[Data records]
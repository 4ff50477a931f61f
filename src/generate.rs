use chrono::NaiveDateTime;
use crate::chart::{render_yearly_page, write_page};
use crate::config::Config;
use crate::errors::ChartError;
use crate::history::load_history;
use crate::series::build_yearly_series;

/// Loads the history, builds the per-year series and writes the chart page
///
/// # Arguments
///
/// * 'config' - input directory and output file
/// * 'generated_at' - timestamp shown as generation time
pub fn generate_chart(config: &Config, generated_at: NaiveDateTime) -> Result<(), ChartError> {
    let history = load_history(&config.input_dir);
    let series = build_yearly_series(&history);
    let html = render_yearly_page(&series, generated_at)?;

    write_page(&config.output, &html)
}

---

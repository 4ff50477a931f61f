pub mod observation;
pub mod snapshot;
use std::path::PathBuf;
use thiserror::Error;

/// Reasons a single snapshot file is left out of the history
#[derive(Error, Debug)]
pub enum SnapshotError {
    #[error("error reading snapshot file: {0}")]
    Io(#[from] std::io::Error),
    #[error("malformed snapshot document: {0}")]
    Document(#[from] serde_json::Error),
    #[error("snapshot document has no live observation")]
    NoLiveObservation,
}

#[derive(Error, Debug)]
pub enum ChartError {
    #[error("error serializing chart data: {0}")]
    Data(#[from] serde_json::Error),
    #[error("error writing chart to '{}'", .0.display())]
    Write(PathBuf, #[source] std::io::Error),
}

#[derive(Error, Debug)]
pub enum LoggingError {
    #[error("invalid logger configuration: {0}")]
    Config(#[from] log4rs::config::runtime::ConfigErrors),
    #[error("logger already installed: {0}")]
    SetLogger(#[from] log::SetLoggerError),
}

==

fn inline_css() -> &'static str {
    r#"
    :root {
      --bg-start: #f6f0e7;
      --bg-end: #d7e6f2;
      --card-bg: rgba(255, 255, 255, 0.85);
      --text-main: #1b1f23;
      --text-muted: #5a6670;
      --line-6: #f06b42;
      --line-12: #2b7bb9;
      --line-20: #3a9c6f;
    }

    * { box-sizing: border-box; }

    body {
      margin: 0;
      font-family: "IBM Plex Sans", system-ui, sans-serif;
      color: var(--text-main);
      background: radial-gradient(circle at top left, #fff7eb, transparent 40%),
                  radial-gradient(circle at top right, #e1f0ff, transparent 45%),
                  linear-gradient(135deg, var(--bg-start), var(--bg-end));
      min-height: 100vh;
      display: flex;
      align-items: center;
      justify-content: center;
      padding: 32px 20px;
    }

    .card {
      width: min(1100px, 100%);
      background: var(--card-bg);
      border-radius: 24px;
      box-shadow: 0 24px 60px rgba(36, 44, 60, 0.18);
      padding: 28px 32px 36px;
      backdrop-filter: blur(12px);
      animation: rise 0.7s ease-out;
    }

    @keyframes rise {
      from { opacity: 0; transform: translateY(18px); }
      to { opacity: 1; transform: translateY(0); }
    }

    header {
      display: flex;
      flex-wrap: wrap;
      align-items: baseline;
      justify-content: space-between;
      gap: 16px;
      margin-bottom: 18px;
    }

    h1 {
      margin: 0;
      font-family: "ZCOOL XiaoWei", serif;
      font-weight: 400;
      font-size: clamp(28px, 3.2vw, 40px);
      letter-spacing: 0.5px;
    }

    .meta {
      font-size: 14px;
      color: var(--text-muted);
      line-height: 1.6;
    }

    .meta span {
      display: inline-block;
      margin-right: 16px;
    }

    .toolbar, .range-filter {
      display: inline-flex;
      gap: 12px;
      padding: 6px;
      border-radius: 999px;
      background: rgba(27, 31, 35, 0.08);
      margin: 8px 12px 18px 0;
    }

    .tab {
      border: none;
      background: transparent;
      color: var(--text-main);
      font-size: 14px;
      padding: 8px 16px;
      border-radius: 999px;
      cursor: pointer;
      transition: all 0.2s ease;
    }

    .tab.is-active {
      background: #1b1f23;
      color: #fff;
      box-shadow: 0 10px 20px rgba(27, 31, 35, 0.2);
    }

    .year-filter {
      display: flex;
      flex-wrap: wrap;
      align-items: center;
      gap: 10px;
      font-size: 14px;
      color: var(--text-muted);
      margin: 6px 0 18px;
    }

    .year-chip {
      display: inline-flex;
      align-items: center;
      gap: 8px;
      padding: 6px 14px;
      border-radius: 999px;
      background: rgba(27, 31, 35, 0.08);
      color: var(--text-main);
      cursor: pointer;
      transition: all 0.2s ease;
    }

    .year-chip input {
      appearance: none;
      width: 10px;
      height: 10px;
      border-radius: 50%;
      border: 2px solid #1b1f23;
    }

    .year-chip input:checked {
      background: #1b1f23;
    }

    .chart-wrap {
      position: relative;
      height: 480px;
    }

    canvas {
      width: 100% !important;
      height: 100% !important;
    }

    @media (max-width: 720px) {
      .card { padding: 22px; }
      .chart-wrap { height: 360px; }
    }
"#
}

## EXERCISE
Reproduce each line of the records in which "html" appears.

## SOLUTION
    let html = render_yearly_page(&series, generated_at)?;
    write_page(&config.output, &html)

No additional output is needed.